Prompt: Please repeat all of the listing exactly.

Input data:
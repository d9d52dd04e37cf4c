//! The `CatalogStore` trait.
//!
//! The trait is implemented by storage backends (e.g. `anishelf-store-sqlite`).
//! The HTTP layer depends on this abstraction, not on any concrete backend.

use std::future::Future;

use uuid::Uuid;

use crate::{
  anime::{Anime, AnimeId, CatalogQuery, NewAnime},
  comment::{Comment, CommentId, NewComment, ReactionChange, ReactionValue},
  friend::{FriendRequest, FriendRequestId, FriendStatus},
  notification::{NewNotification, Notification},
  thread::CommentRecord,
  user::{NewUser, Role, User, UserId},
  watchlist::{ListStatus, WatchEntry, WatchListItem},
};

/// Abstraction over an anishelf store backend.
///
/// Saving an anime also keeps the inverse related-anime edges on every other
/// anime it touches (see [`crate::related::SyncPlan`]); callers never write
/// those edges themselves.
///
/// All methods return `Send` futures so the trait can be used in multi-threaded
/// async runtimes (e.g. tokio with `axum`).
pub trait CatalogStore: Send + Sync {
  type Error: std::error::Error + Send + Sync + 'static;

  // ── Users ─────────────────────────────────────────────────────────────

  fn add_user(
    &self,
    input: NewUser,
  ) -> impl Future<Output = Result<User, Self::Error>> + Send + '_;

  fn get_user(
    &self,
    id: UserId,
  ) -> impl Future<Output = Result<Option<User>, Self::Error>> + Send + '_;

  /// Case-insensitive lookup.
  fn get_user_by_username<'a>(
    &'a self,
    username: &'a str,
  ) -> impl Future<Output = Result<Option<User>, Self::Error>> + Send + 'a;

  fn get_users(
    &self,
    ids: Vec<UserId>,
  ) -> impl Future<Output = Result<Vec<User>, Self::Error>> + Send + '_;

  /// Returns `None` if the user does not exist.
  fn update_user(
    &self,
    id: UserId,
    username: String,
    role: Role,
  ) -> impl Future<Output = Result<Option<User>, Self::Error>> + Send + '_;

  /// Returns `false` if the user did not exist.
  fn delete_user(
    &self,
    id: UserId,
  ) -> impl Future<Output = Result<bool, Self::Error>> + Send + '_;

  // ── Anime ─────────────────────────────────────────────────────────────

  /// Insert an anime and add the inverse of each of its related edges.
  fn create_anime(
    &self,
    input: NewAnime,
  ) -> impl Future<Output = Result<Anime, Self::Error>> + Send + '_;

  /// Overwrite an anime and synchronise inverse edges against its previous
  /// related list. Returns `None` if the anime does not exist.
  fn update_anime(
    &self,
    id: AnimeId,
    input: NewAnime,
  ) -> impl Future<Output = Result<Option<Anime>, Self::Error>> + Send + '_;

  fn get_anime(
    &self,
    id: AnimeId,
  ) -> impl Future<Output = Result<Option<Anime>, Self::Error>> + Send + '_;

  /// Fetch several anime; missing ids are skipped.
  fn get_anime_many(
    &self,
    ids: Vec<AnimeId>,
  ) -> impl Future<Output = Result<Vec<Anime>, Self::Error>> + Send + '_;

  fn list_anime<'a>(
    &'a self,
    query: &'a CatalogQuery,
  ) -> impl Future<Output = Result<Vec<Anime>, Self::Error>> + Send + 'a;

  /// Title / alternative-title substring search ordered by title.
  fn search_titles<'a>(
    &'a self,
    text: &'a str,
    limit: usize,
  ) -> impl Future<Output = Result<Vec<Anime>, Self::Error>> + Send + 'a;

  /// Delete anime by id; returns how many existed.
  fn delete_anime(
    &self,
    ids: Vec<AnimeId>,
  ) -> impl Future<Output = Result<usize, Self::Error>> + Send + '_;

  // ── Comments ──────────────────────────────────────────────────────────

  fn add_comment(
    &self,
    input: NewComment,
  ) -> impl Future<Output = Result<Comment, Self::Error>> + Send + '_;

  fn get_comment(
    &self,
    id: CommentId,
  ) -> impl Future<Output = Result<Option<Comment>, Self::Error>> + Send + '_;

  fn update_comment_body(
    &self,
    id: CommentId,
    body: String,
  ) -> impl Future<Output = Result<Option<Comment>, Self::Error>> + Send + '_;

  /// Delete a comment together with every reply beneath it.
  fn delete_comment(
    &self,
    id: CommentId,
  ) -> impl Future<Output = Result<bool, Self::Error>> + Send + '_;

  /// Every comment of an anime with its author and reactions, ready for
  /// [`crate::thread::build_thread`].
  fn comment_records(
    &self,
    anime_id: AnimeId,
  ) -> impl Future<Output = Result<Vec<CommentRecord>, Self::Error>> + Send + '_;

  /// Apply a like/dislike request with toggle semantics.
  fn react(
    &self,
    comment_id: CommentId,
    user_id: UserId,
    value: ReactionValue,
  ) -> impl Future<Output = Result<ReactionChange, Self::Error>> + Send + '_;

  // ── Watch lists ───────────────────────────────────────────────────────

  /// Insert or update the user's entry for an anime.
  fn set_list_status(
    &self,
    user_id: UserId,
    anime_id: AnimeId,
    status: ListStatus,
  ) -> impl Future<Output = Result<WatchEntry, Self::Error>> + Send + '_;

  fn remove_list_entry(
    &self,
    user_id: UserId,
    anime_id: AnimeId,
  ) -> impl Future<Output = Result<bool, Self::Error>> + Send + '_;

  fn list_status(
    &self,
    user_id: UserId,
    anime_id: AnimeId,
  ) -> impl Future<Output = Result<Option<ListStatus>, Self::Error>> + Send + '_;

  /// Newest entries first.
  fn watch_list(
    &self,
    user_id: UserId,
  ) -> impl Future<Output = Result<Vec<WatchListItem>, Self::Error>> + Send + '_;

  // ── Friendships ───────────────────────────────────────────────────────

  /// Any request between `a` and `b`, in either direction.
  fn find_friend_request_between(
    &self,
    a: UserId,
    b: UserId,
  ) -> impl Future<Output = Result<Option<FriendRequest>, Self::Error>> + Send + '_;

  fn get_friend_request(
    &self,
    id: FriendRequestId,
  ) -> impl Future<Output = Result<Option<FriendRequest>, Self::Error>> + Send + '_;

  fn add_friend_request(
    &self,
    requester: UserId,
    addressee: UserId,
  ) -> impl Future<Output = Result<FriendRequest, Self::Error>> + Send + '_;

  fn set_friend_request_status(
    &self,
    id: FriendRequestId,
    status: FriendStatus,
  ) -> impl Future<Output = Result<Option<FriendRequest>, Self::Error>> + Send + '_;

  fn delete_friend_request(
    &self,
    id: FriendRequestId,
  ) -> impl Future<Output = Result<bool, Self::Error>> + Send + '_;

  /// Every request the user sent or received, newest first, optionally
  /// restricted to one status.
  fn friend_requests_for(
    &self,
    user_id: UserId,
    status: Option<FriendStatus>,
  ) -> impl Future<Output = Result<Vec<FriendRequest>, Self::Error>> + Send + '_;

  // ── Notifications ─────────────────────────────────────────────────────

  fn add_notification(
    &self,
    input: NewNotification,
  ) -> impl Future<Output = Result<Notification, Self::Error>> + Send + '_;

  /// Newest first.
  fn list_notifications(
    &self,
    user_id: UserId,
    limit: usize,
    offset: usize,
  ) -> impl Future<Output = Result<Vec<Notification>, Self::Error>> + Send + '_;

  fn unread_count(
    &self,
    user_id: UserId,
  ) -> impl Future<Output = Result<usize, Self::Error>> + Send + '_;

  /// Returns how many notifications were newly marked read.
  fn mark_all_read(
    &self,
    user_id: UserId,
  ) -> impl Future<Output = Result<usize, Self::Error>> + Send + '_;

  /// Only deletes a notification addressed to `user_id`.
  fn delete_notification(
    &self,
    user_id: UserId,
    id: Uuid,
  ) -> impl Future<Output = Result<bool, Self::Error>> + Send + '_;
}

Response below:
repository d9d52dd04e37cf4c
//! The `CatalogStore` trait.
//!
//! The trait is implemented by storage backends (e.g. `anishelf-store-sqlite`).
//! The HTTP layer depends on this abstraction, not on any concrete backend.

use std::future::Future;

use uuid::Uuid;

use crate::{
  anime::{Anime, AnimeId, CatalogQuery, NewAnime},
  comment::{Comment, CommentId, NewComment, ReactionChange, ReactionValue},
  friend::{FriendRequest, FriendRequestId, FriendStatus},
  notification::{NewNotification, Notification},
  thread::CommentRecord,
  user::{NewUser, Role, User, UserId},
  watchlist::{ListStatus, WatchEntry, WatchListItem},
};

/// Abstraction over an anishelf store backend.
///
/// Saving an anime also keeps the inverse related-anime edges on every other
/// anime it touches (see [`crate::related::SyncPlan`]); callers never write
/// those edges themselves.
///
/// All methods return `Send` futures so the trait can be used in multi-threaded
/// async runtimes (e.g. tokio with `axum`).
pub trait CatalogStore: Send + Sync {
  type Error: std::error::Error + Send + Sync + 'static;

  // ── Users ─────────────────────────────────────────────────────────────

  fn add_user(
    &self,
    input: NewUser,
  ) -> impl Future<Output = Result<User, Self::Error>> + Send + '_;

  fn get_user(
    &self,
    id: UserId,
  ) -> impl Future<Output = Result<Option<User>, Self::Error>> + Send + '_;

  /// Case-insensitive lookup.
  fn get_user_by_username<'a>(
    &'a self,
    username: &'a str,
  ) -> impl Future<Output = Result<Option<User>, Self::Error>> + Send + 'a;

  fn get_users(
    &self,
    ids: Vec<UserId>,
  ) -> impl Future<Output = Result<Vec<User>, Self::Error>> + Send + '_;

  /// Returns `None` if the user does not exist.
  fn update_user(
    &self,
    id: UserId,
    username: String,
    role: Role,
  ) -> impl Future<Output = Result<Option<User>, Self::Error>> + Send + '_;

  /// Returns `false` if the user did not exist.
  fn delete_user(
    &self,
    id: UserId,
  ) -> impl Future<Output = Result<bool, Self::Error>> + Send + '_;

  // ── Anime ─────────────────────────────────────────────────────────────

  /// Insert an anime and add the inverse of each of its related edges.
  fn create_anime(
    &self,
    input: NewAnime,
  ) -> impl Future<Output = Result<Anime, Self::Error>> + Send + '_;

  /// Overwrite an anime and synchronise inverse edges against its previous
  /// related list. Returns `None` if the anime does not exist.
  fn update_anime(
    &self,
    id: AnimeId,
    input: NewAnime,
  ) -> impl Future<Output = Result<Option<Anime>, Self::Error>> + Send + '_;

  fn get_anime(
    &self,
    id: AnimeId,
  ) -> impl Future<Output = Result<Option<Anime>, Self::Error>> + Send + '_;

  /// Fetch several anime; missing ids are skipped.
  fn get_anime_many(
    &self,
    ids: Vec<AnimeId>,
  ) -> impl Future<Output = Result<Vec<Anime>, Self::Error>> + Send + '_;

  fn list_anime<'a>(
    &'a self,
    query: &'a CatalogQuery,
  ) -> impl Future<Output = Result<Vec<Anime>, Self::Error>> + Send + 'a;

  /// Title / alternative-title substring search ordered by title.
  fn search_titles<'a>(
    &'a self,
    text: &'a str,
    limit: usize,
  ) -> impl Future<Output = Result<Vec<Anime>, Self::Error>> + Send + 'a;

  /// Delete anime by id; returns how many existed.
  fn delete_anime(
    &self,
    ids: Vec<AnimeId>,
  ) -> impl Future<Output = Result<usize, Self::Error>> + Send + '_;

  // ── Comments ──────────────────────────────────────────────────────────

  fn add_comment(
    &self,
    input: NewComment,
  ) -> impl Future<Output = Result<Comment, Self::Error>> + Send + '_;

  fn get_comment(
    &self,
    id: CommentId,
  ) -> impl Future<Output = Result<Option<Comment>, Self::Error>> + Send + '_;

  fn update_comment_body(
    &self,
    id: CommentId,
    body: String,
  ) -> impl Future<Output = Result<Option<Comment>, Self::Error>> + Send + '_;

  /// Delete a comment together with every reply beneath it.
  fn delete_comment(
    &self,
    id: CommentId,
  ) -> impl Future<Output = Result<bool, Self::Error>> + Send + '_;

  /// Every comment of an anime with its author and reactions, ready for
  /// [`crate::thread::build_thread`].
  fn comment_records(
    &self,
    anime_id: AnimeId,
  ) -> impl Future<Output = Result<Vec<CommentRecord>, Self::Error>> + Send + '_;

  /// Apply a like/dislike request with toggle semantics.
  fn react(
    &self,
    comment_id: CommentId,
    user_id: UserId,
    value: ReactionValue,
  ) -> impl Future<Output = Result<ReactionChange, Self::Error>> + Send + '_;

  // ── Watch lists ───────────────────────────────────────────────────────

  /// Insert or update the user's entry for an anime.
  fn set_list_status(
    &self,
    user_id: UserId,
    anime_id: AnimeId,
    status: ListStatus,
  ) -> impl Future<Output = Result<WatchEntry, Self::Error>> + Send + '_;

  fn remove_list_entry(
    &self,
    user_id: UserId,
    anime_id: AnimeId,
  ) -> impl Future<Output = Result<bool, Self::Error>> + Send + '_;

  fn list_status(
    &self,
    user_id: UserId,
    anime_id: AnimeId,
  ) -> impl Future<Output = Result<Option<ListStatus>, Self::Error>> + Send + '_;

  /// Newest entries first.
  fn watch_list(
    &self,
    user_id: UserId,
  ) -> impl Future<Output = Result<Vec<WatchListItem>, Self::Error>> + Send + '_;

  // ── Friendships ───────────────────────────────────────────────────────

  /// Any request between `a` and `b`, in either direction.
  fn find_friend_request_between(
    &self,
    a: UserId,
    b: UserId,
  ) -> impl Future<Output = Result<Option<FriendRequest>, Self::Error>> + Send + '_;

  fn get_friend_request(
    &self,
    id: FriendRequestId,
  ) -> impl Future<Output = Result<Option<FriendRequest>, Self::Error>> + Send + '_;

  fn add_friend_request(
    &self,
    requester: UserId,
    addressee: UserId,
  ) -> impl Future<Output = Result<FriendRequest, Self::Error>> + Send + '_;

  fn set_friend_request_status(
    &self,
    id: FriendRequestId,
    status: FriendStatus,
  ) -> impl Future<Output = Result<Option<FriendRequest>, Self::Error>> + Send + '_;

  fn delete_friend_request(
    &self,
    id: FriendRequestId,
  ) -> impl Future<Output = Result<bool, Self::Error>> + Send + '_;

  /// Every request the user sent or received, newest first, optionally
  /// restricted to one status.
  fn friend_requests_for(
    &self,
    user_id: UserId,
    status: Option<FriendStatus>,
  ) -> impl Future<Output = Result<Vec<FriendRequest>, Self::Error>> + Send + '_;

  // ── Notifications ─────────────────────────────────────────────────────

  fn add_notification(
    &self,
    input: NewNotification,
  ) -> impl Future<Output = Result<Notification, Self::Error>> + Send + '_;

  /// Newest first.
  fn list_notifications(
    &self,
    user_id: UserId,
    limit: usize,
    offset: usize,
  ) -> impl Future<Output = Result<Vec<Notification>, Self::Error>> + Send + '_;

  fn unread_count(
    &self,
    user_id: UserId,
  ) -> impl Future<Output = Result<usize, Self::Error>> + Send + '_;

  /// Returns how many notifications were newly marked read.
  fn mark_all_read(
    &self,
    user_id: UserId,
  ) -> impl Future<Output = Result<usize, Self::Error>> + Send + '_;

  /// Only deletes a notification addressed to `user_id`.
  fn delete_notification(
    &self,
    user_id: UserId,
    id: Uuid,
  ) -> impl Future<Output = Result<bool, Self::Error>> + Send + '_;
}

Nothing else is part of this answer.